Aim of the task: This task calls for every line of the material to be output verbatim.
********
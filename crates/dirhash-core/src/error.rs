use std::path::PathBuf;

use dirhash_merkle::MerkleError;
use thiserror::Error;

#[derive(Error, Debug)]
pub enum CoreError {
    #[error("Merkle tree error: {0}")]
    Merkle(#[from] MerkleError),

    #[error("Not a directory: {}", .0.display())]
    NotADirectory(PathBuf),

    #[error("Failed to read {}: {source}", path.display())]
    Read {
        path: PathBuf,
        #[source]
        source: std::io::Error,
    },

    #[error("Snapshot of {} contains no files", .0.display())]
    EmptySnapshot(PathBuf),

    #[error("Configuration error: {0}")]
    Config(String),
}

pub type CoreResult<T> = std::result::Result<T, CoreError>;
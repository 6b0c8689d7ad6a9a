//! Hash utilities and types for the merkle tree.

use serde::{Deserialize, Deserializer, Serialize, Serializer};
use sha2::{Digest, Sha256};
use std::fmt;

use crate::{MerkleError, MerkleResult, HASH_LENGTH};

/// A 256-bit SHA-256 digest identifying a leaf block or a subtree.
#[derive(Clone, Copy, PartialEq, Eq, Hash, PartialOrd, Ord, Default)]
pub struct HashValue([u8; HASH_LENGTH]);

impl HashValue {
    /// Create a new HashValue from a fixed-size array
    pub fn new(bytes: [u8; HASH_LENGTH]) -> Self {
        Self(bytes)
    }

    /// Create a HashValue from a slice
    pub fn from_slice(bytes: &[u8]) -> MerkleResult<Self> {
        if bytes.len() != HASH_LENGTH {
            return Err(MerkleError::InvalidHashLength {
                expected: HASH_LENGTH,
                got: bytes.len(),
            });
        }
        let mut arr = [0u8; HASH_LENGTH];
        arr.copy_from_slice(bytes);
        Ok(Self(arr))
    }

    /// Parse a HashValue from a hex string, with or without a `0x` prefix.
    ///
    /// Surrounding whitespace is ignored. Anything that is not exactly 32
    /// hex-encoded bytes is rejected.
    pub fn from_hex(hex_str: &str) -> MerkleResult<Self> {
        let hex_str = hex_str.trim();
        let hex_str = hex_str.strip_prefix("0x").unwrap_or(hex_str);
        let bytes = hex::decode(hex_str)
            .map_err(|e| MerkleError::MalformedHex(format!("{}: {}", hex_str, e)))?;
        Self::from_slice(&bytes)
    }

    /// Lowercase hex encoding without prefix
    pub fn to_hex(&self) -> String {
        hex::encode(self.0)
    }

    /// Get the underlying bytes
    pub fn as_bytes(&self) -> &[u8; HASH_LENGTH] {
        &self.0
    }

    /// Convert to a Vec<u8>
    pub fn to_vec(&self) -> Vec<u8> {
        self.0.to_vec()
    }
}

impl fmt::Display for HashValue {
    fn fmt(&self, f: &mut fmt::Formatter<'_>) -> fmt::Result {
        f.write_str(&self.to_hex())
    }
}

impl fmt::Debug for HashValue {
    fn fmt(&self, f: &mut fmt::Formatter<'_>) -> fmt::Result {
        write!(f, "HashValue({})", self)
    }
}

impl AsRef<[u8]> for HashValue {
    fn as_ref(&self) -> &[u8] {
        &self.0
    }
}

impl From<[u8; HASH_LENGTH]> for HashValue {
    fn from(bytes: [u8; HASH_LENGTH]) -> Self {
        Self(bytes)
    }
}

impl std::str::FromStr for HashValue {
    type Err = MerkleError;

    fn from_str(s: &str) -> MerkleResult<Self> {
        Self::from_hex(s)
    }
}

// Digests travel as hex strings in JSON output.
impl Serialize for HashValue {
    fn serialize<S: Serializer>(&self, serializer: S) -> Result<S::Ok, S::Error> {
        serializer.serialize_str(&self.to_hex())
    }
}

impl<'de> Deserialize<'de> for HashValue {
    fn deserialize<D: Deserializer<'de>>(deserializer: D) -> Result<Self, D::Error> {
        let s = String::deserialize(deserializer)?;
        Self::from_hex(&s).map_err(serde::de::Error::custom)
    }
}

/// Hash arbitrary data using SHA-256
pub fn sha256(data: &[u8]) -> HashValue {
    let mut hasher = Sha256::new();
    hasher.update(data);
    HashValue(hasher.finalize().into())
}

/// Hash a leaf block. Leaves are hashed without any domain prefix.
pub fn hash_leaf(data: &[u8]) -> HashValue {
    sha256(data)
}

/// Hash two child digests into their parent: `sha256(left ++ right)`.
pub fn hash_internal(left: &HashValue, right: &HashValue) -> HashValue {
    let mut hasher = Sha256::new();
    hasher.update(left.as_bytes());
    hasher.update(right.as_bytes());
    HashValue(hasher.finalize().into())
}

#[cfg(test)]
mod tests {
    use super::*;

    #[test]
    fn test_sha256_known_vector() {
        // sha256("abc")
        let hash = sha256(b"abc");
        assert_eq!(
            hash.to_hex(),
            "ba7816bf8f01cfea414140de5dae2223b00361a396177a9cb410ff61f20015ad"
        );
    }

    #[test]
    fn test_sha256_empty_input() {
        assert_eq!(
            sha256(&[]).to_hex(),
            "e3b0c44298fc1c149afbf4c8996fb92427ae41e4649b934ca495991b7852b855"
        );
    }

    #[test]
    fn test_hash_internal_is_plain_concatenation() {
        let left = sha256(b"a");
        let right = sha256(b"b");

        let mut concat = left.to_vec();
        concat.extend_from_slice(right.as_bytes());

        assert_eq!(hash_internal(&left, &right), sha256(&concat));
        assert_ne!(hash_internal(&left, &right), hash_internal(&right, &left));
    }

    #[test]
    fn test_hex_round_trip() {
        let hash = sha256(b"dirhash");
        let parsed = HashValue::from_hex(&hash.to_hex()).unwrap();
        assert_eq!(parsed, hash);

        let prefixed = HashValue::from_hex(&format!("0x{}", hash)).unwrap();
        assert_eq!(prefixed, hash);
    }

    #[test]
    fn test_from_hex_rejects_malformed() {
        assert!(matches!(
            HashValue::from_hex("not hex"),
            Err(MerkleError::MalformedHex(_))
        ));
        assert!(matches!(
            HashValue::from_hex("abcd"),
            Err(MerkleError::InvalidHashLength { expected: 32, got: 2 })
        ));
    }

    #[test]
    fn test_serde_uses_hex_string() {
        let hash = sha256(b"x");
        let json = serde_json::to_string(&hash).unwrap();
        assert_eq!(json, format!("\"{}\"", hash.to_hex()));

        let back: HashValue = serde_json::from_str(&json).unwrap();
        assert_eq!(back, hash);
    }
}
********
Answer area:
filename crates/dirhash-core/src/error.rs
use std::path::PathBuf;

use dirhash_merkle::MerkleError;
use thiserror::Error;

#[derive(Error, Debug)]
pub enum CoreError {
    #[error("Merkle tree error: {0}")]
    Merkle(#[from] MerkleError),

    #[error("Not a directory: {}", .0.display())]
    NotADirectory(PathBuf),

    #[error("Failed to read {}: {source}", path.display())]
    Read {
        path: PathBuf,
        #[source]
        source: std::io::Error,
    },

    #[error("Snapshot of {} contains no files", .0.display())]
    EmptySnapshot(PathBuf),

    #[error("Configuration error: {0}")]
    Config(String),
}

pub type CoreResult<T> = std::result::Result<T, CoreError>;
repository 6b0c8689d7ad6a9a
//! Hash utilities and types for the merkle tree.

use serde::{Deserialize, Deserializer, Serialize, Serializer};
use sha2::{Digest, Sha256};
use std::fmt;

use crate::{MerkleError, MerkleResult, HASH_LENGTH};

/// A 256-bit SHA-256 digest identifying a leaf block or a subtree.
#[derive(Clone, Copy, PartialEq, Eq, Hash, PartialOrd, Ord, Default)]
pub struct HashValue([u8; HASH_LENGTH]);

impl HashValue {
    /// Create a new HashValue from a fixed-size array
    pub fn new(bytes: [u8; HASH_LENGTH]) -> Self {
        Self(bytes)
    }

    /// Create a HashValue from a slice
    pub fn from_slice(bytes: &[u8]) -> MerkleResult<Self> {
        if bytes.len() != HASH_LENGTH {
            return Err(MerkleError::InvalidHashLength {
                expected: HASH_LENGTH,
                got: bytes.len(),
            });
        }
        let mut arr = [0u8; HASH_LENGTH];
        arr.copy_from_slice(bytes);
        Ok(Self(arr))
    }

    /// Parse a HashValue from a hex string, with or without a `0x` prefix.
    ///
    /// Surrounding whitespace is ignored. Anything that is not exactly 32
    /// hex-encoded bytes is rejected.
    pub fn from_hex(hex_str: &str) -> MerkleResult<Self> {
        let hex_str = hex_str.trim();
        let hex_str = hex_str.strip_prefix("0x").unwrap_or(hex_str);
        let bytes = hex::decode(hex_str)
            .map_err(|e| MerkleError::MalformedHex(format!("{}: {}", hex_str, e)))?;
        Self::from_slice(&bytes)
    }

    /// Lowercase hex encoding without prefix
    pub fn to_hex(&self) -> String {
        hex::encode(self.0)
    }

    /// Get the underlying bytes
    pub fn as_bytes(&self) -> &[u8; HASH_LENGTH] {
        &self.0
    }

    /// Convert to a Vec<u8>
    pub fn to_vec(&self) -> Vec<u8> {
        self.0.to_vec()
    }
}

impl fmt::Display for HashValue {
    fn fmt(&self, f: &mut fmt::Formatter<'_>) -> fmt::Result {
        f.write_str(&self.to_hex())
    }
}

impl fmt::Debug for HashValue {
    fn fmt(&self, f: &mut fmt::Formatter<'_>) -> fmt::Result {
        write!(f, "HashValue({})", self)
    }
}

impl AsRef<[u8]> for HashValue {
    fn as_ref(&self) -> &[u8] {
        &self.0
    }
}

impl From<[u8; HASH_LENGTH]> for HashValue {
    fn from(bytes: [u8; HASH_LENGTH]) -> Self {
        Self(bytes)
    }
}

impl std::str::FromStr for HashValue {
    type Err = MerkleError;

    fn from_str(s: &str) -> MerkleResult<Self> {
        Self::from_hex(s)
    }
}

// Digests travel as hex strings in JSON output.
impl Serialize for HashValue {
    fn serialize<S: Serializer>(&self, serializer: S) -> Result<S::Ok, S::Error> {
        serializer.serialize_str(&self.to_hex())
    }
}

impl<'de> Deserialize<'de> for HashValue {
    fn deserialize<D: Deserializer<'de>>(deserializer: D) -> Result<Self, D::Error> {
        let s = String::deserialize(deserializer)?;
        Self::from_hex(&s).map_err(serde::de::Error::custom)
    }
}

/// Hash arbitrary data using SHA-256
pub fn sha256(data: &[u8]) -> HashValue {
    let mut hasher = Sha256::new();
    hasher.update(data);
    HashValue(hasher.finalize().into())
}

/// Hash a leaf block. Leaves are hashed without any domain prefix.
pub fn hash_leaf(data: &[u8]) -> HashValue {
    sha256(data)
}

/// Hash two child digests into their parent: `sha256(left ++ right)`.
pub fn hash_internal(left: &HashValue, right: &HashValue) -> HashValue {
    let mut hasher = Sha256::new();
    hasher.update(left.as_bytes());
    hasher.update(right.as_bytes());
    HashValue(hasher.finalize().into())
}

#[cfg(test)]
mod tests {
    use super::*;

    #[test]
    fn test_sha256_known_vector() {
        // sha256("abc")
        let hash = sha256(b"abc");
        assert_eq!(
            hash.to_hex(),
            "ba7816bf8f01cfea414140de5dae2223b00361a396177a9cb410ff61f20015ad"
        );
    }

    #[test]
    fn test_sha256_empty_input() {
        assert_eq!(
            sha256(&[]).to_hex(),
            "e3b0c44298fc1c149afbf4c8996fb92427ae41e4649b934ca495991b7852b855"
        );
    }

    #[test]
    fn test_hash_internal_is_plain_concatenation() {
        let left = sha256(b"a");
        let right = sha256(b"b");

        let mut concat = left.to_vec();
        concat.extend_from_slice(right.as_bytes());

        assert_eq!(hash_internal(&left, &right), sha256(&concat));
        assert_ne!(hash_internal(&left, &right), hash_internal(&right, &left));
    }

    #[test]
    fn test_hex_round_trip() {
        let hash = sha256(b"dirhash");
        let parsed = HashValue::from_hex(&hash.to_hex()).unwrap();
        assert_eq!(parsed, hash);

        let prefixed = HashValue::from_hex(&format!("0x{}", hash)).unwrap();
        assert_eq!(prefixed, hash);
    }

    #[test]
    fn test_from_hex_rejects_malformed() {
        assert!(matches!(
            HashValue::from_hex("not hex"),
            Err(MerkleError::MalformedHex(_))
        ));
        assert!(matches!(
            HashValue::from_hex("abcd"),
            Err(MerkleError::InvalidHashLength { expected: 32, got: 2 })
        ));
    }

    #[test]
    fn test_serde_uses_hex_string() {
        let hash = sha256(b"x");
        let json = serde_json::to_string(&hash).unwrap();
        assert_eq!(json, format!("\"{}\"", hash.to_hex()));

        let back: HashValue = serde_json::from_str(&json).unwrap();
        assert_eq!(back, hash);
    }
}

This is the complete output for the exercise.